## Goal of the exercise
Each entry is to be printed again word for word.

## Information supplied
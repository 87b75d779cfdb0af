//! Goblin-based multi-format image loader.
//!
//! Only the segment map is recovered here. Locating method bodies and
//! IL2CPP metadata tables is the job of the metadata parser that feeds us.

use std::fmt;

use goblin::mach::{constants::cputype, Mach, MachO};
use goblin::{elf, pe, Object};

use crate::{Address, Architecture, BinaryImage, BinaryParser, ReclaimError, Segment};

/// A parser that handles ELF, PE, and Mach-O via Goblin.
#[derive(Debug, Default)]
pub struct GoblinParser;

impl GoblinParser {
    /// Construct a new GoblinParser.
    pub fn new() -> Self {
        GoblinParser
    }

    fn parse_elf(&self, elf: elf::Elf, img: &[u8]) -> Result<BinaryImage, ReclaimError> {
        let arch = match elf.header.e_machine {
            elf::header::EM_386 => Architecture::X86_32,
            elf::header::EM_X86_64 => Architecture::X86_64,
            elf::header::EM_ARM => Architecture::Arm,
            elf::header::EM_AARCH64 => Architecture::AArch64,
            _ => Architecture::Unknown,
        };

        let segments = elf
            .program_headers
            .iter()
            .filter(|ph| ph.p_type == elf::program_header::PT_LOAD)
            .map(|ph| {
                Segment::new(
                    format!("LOAD@0x{:x}", ph.p_vaddr),
                    ph.p_vaddr,
                    ph.p_offset as usize,
                    ph.p_filesz as usize,
                    ph.is_executable(),
                )
            })
            .collect();

        let exports = elf
            .dynsyms
            .iter()
            .filter(|sym| sym.is_function() && sym.st_value != 0)
            .filter_map(|sym| {
                let name = elf.dynstrtab.get_at(sym.st_name)?;
                Some((name.to_string(), sym.st_value))
            })
            .collect();

        Ok(BinaryImage::new(arch, img.to_vec(), segments).with_exports(exports))
    }

    fn parse_pe(&self, pe: pe::PE<'_>, img: &[u8]) -> Result<BinaryImage, ReclaimError> {
        let arch = match pe.header.coff_header.machine {
            pe::header::COFF_MACHINE_X86 => Architecture::X86_32,
            pe::header::COFF_MACHINE_X86_64 => Architecture::X86_64,
            pe::header::COFF_MACHINE_ARM => Architecture::Arm,
            pe::header::COFF_MACHINE_ARM64 => Architecture::AArch64,
            _ => Architecture::Unknown,
        };

        let image_base = pe.image_base as Address;
        let segments = pe
            .sections
            .iter()
            .map(|sect| {
                let name = sect.name().unwrap_or("").to_string();
                let executable =
                    (sect.characteristics & pe::section_table::IMAGE_SCN_MEM_EXECUTE) != 0;
                let size = match sect.virtual_size {
                    0 => sect.size_of_raw_data,
                    virtual_size => sect.size_of_raw_data.min(virtual_size),
                };
                Segment::new(
                    name,
                    image_base + sect.virtual_address as Address,
                    sect.pointer_to_raw_data as usize,
                    size as usize,
                    executable,
                )
            })
            .collect();

        let exports = pe
            .exports
            .iter()
            .filter_map(|export| {
                Some((export.name?.to_string(), image_base + export.rva as Address))
            })
            .collect();

        Ok(BinaryImage::new(arch, img.to_vec(), segments).with_exports(exports))
    }

    fn parse_macho(&self, macho: &MachO, img: &[u8]) -> Result<BinaryImage, ReclaimError> {
        let arch = match macho.header.cputype {
            cputype::CPU_TYPE_I386 => Architecture::X86_32,
            cputype::CPU_TYPE_X86_64 => Architecture::X86_64,
            cputype::CPU_TYPE_ARM => Architecture::Arm,
            cputype::CPU_TYPE_ARM64 => Architecture::AArch64,
            _ => Architecture::Unknown,
        };

        // VM_PROT_EXECUTE
        let segments = macho
            .segments
            .iter()
            .map(|segment| {
                Segment::new(
                    segment.name().unwrap_or("").to_string(),
                    segment.vmaddr,
                    segment.fileoff as usize,
                    segment.filesize as usize,
                    (segment.maxprot & 0x4) != 0,
                )
            })
            .collect::<Vec<_>>();

        // Export offsets are relative to the __TEXT segment.
        let text_base = macho
            .segments
            .iter()
            .find(|s| s.name().is_ok_and(|n| n == "__TEXT"))
            .map_or(0, |s| s.vmaddr);
        let exports = match macho.exports() {
            Ok(exports) => exports
                .into_iter()
                .map(|export| (export.name, text_base + export.offset))
                .collect(),
            Err(e) => {
                log::warn!("Could not read Mach-O export trie: {}", e);
                Vec::new()
            }
        };

        Ok(BinaryImage::new(arch, img.to_vec(), segments).with_exports(exports))
    }
}

impl fmt::Display for GoblinParser {
    fn fmt(&self, f: &mut fmt::Formatter<'_>) -> fmt::Result {
        write!(f, "GoblinParser")
    }
}

impl BinaryParser for GoblinParser {
    fn parse(&self, data: &[u8]) -> Result<BinaryImage, ReclaimError> {
        let image = match Object::parse(data) {
            Ok(Object::Elf(elf)) => self.parse_elf(elf, data),
            Ok(Object::PE(pe)) => self.parse_pe(pe, data),
            Ok(Object::Mach(Mach::Binary(macho))) => self.parse_macho(&macho, data),
            Ok(Object::Mach(Mach::Fat(_))) => Err(ReclaimError::Parsing(
                "Fat Mach-O images must be thinned first".into(),
            )),
            Ok(_) => Err(ReclaimError::Parsing("Unsupported file format".into())),
            Err(e) => Err(ReclaimError::Parsing(e.to_string())),
        }?;

        log::debug!(
            "Loaded {} image with {} segments and {} exports",
            image.architecture,
            image.segments.len(),
            image.exports().len()
        );
        if image.architecture == Architecture::Unknown {
            log::warn!("Image architecture was not recognised");
        }

        Ok(image)
    }
}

## Response to this exercise
repository 87b75d779cfdb0af
//! Goblin-based multi-format image loader.
//!
//! Only the segment map is recovered here. Locating method bodies and
//! IL2CPP metadata tables is the job of the metadata parser that feeds us.

use std::fmt;

use goblin::mach::{constants::cputype, Mach, MachO};
use goblin::{elf, pe, Object};

use crate::{Address, Architecture, BinaryImage, BinaryParser, ReclaimError, Segment};

/// A parser that handles ELF, PE, and Mach-O via Goblin.
#[derive(Debug, Default)]
pub struct GoblinParser;

impl GoblinParser {
    /// Construct a new GoblinParser.
    pub fn new() -> Self {
        GoblinParser
    }

    fn parse_elf(&self, elf: elf::Elf, img: &[u8]) -> Result<BinaryImage, ReclaimError> {
        let arch = match elf.header.e_machine {
            elf::header::EM_386 => Architecture::X86_32,
            elf::header::EM_X86_64 => Architecture::X86_64,
            elf::header::EM_ARM => Architecture::Arm,
            elf::header::EM_AARCH64 => Architecture::AArch64,
            _ => Architecture::Unknown,
        };

        let segments = elf
            .program_headers
            .iter()
            .filter(|ph| ph.p_type == elf::program_header::PT_LOAD)
            .map(|ph| {
                Segment::new(
                    format!("LOAD@0x{:x}", ph.p_vaddr),
                    ph.p_vaddr,
                    ph.p_offset as usize,
                    ph.p_filesz as usize,
                    ph.is_executable(),
                )
            })
            .collect();

        let exports = elf
            .dynsyms
            .iter()
            .filter(|sym| sym.is_function() && sym.st_value != 0)
            .filter_map(|sym| {
                let name = elf.dynstrtab.get_at(sym.st_name)?;
                Some((name.to_string(), sym.st_value))
            })
            .collect();

        Ok(BinaryImage::new(arch, img.to_vec(), segments).with_exports(exports))
    }

    fn parse_pe(&self, pe: pe::PE<'_>, img: &[u8]) -> Result<BinaryImage, ReclaimError> {
        let arch = match pe.header.coff_header.machine {
            pe::header::COFF_MACHINE_X86 => Architecture::X86_32,
            pe::header::COFF_MACHINE_X86_64 => Architecture::X86_64,
            pe::header::COFF_MACHINE_ARM => Architecture::Arm,
            pe::header::COFF_MACHINE_ARM64 => Architecture::AArch64,
            _ => Architecture::Unknown,
        };

        let image_base = pe.image_base as Address;
        let segments = pe
            .sections
            .iter()
            .map(|sect| {
                let name = sect.name().unwrap_or("").to_string();
                let executable =
                    (sect.characteristics & pe::section_table::IMAGE_SCN_MEM_EXECUTE) != 0;
                let size = match sect.virtual_size {
                    0 => sect.size_of_raw_data,
                    virtual_size => sect.size_of_raw_data.min(virtual_size),
                };
                Segment::new(
                    name,
                    image_base + sect.virtual_address as Address,
                    sect.pointer_to_raw_data as usize,
                    size as usize,
                    executable,
                )
            })
            .collect();

        let exports = pe
            .exports
            .iter()
            .filter_map(|export| {
                Some((export.name?.to_string(), image_base + export.rva as Address))
            })
            .collect();

        Ok(BinaryImage::new(arch, img.to_vec(), segments).with_exports(exports))
    }

    fn parse_macho(&self, macho: &MachO, img: &[u8]) -> Result<BinaryImage, ReclaimError> {
        let arch = match macho.header.cputype {
            cputype::CPU_TYPE_I386 => Architecture::X86_32,
            cputype::CPU_TYPE_X86_64 => Architecture::X86_64,
            cputype::CPU_TYPE_ARM => Architecture::Arm,
            cputype::CPU_TYPE_ARM64 => Architecture::AArch64,
            _ => Architecture::Unknown,
        };

        // VM_PROT_EXECUTE
        let segments = macho
            .segments
            .iter()
            .map(|segment| {
                Segment::new(
                    segment.name().unwrap_or("").to_string(),
                    segment.vmaddr,
                    segment.fileoff as usize,
                    segment.filesize as usize,
                    (segment.maxprot & 0x4) != 0,
                )
            })
            .collect::<Vec<_>>();

        // Export offsets are relative to the __TEXT segment.
        let text_base = macho
            .segments
            .iter()
            .find(|s| s.name().is_ok_and(|n| n == "__TEXT"))
            .map_or(0, |s| s.vmaddr);
        let exports = match macho.exports() {
            Ok(exports) => exports
                .into_iter()
                .map(|export| (export.name, text_base + export.offset))
                .collect(),
            Err(e) => {
                log::warn!("Could not read Mach-O export trie: {}", e);
                Vec::new()
            }
        };

        Ok(BinaryImage::new(arch, img.to_vec(), segments).with_exports(exports))
    }
}

impl fmt::Display for GoblinParser {
    fn fmt(&self, f: &mut fmt::Formatter<'_>) -> fmt::Result {
        write!(f, "GoblinParser")
    }
}

impl BinaryParser for GoblinParser {
    fn parse(&self, data: &[u8]) -> Result<BinaryImage, ReclaimError> {
        let image = match Object::parse(data) {
            Ok(Object::Elf(elf)) => self.parse_elf(elf, data),
            Ok(Object::PE(pe)) => self.parse_pe(pe, data),
            Ok(Object::Mach(Mach::Binary(macho))) => self.parse_macho(&macho, data),
            Ok(Object::Mach(Mach::Fat(_))) => Err(ReclaimError::Parsing(
                "Fat Mach-O images must be thinned first".into(),
            )),
            Ok(_) => Err(ReclaimError::Parsing("Unsupported file format".into())),
            Err(e) => Err(ReclaimError::Parsing(e.to_string())),
        }?;

        log::debug!(
            "Loaded {} image with {} segments and {} exports",
            image.architecture,
            image.segments.len(),
            image.exports().len()
        );
        if image.architecture == Architecture::Unknown {
            log::warn!("Image architecture was not recognised");
        }

        Ok(image)
    }
}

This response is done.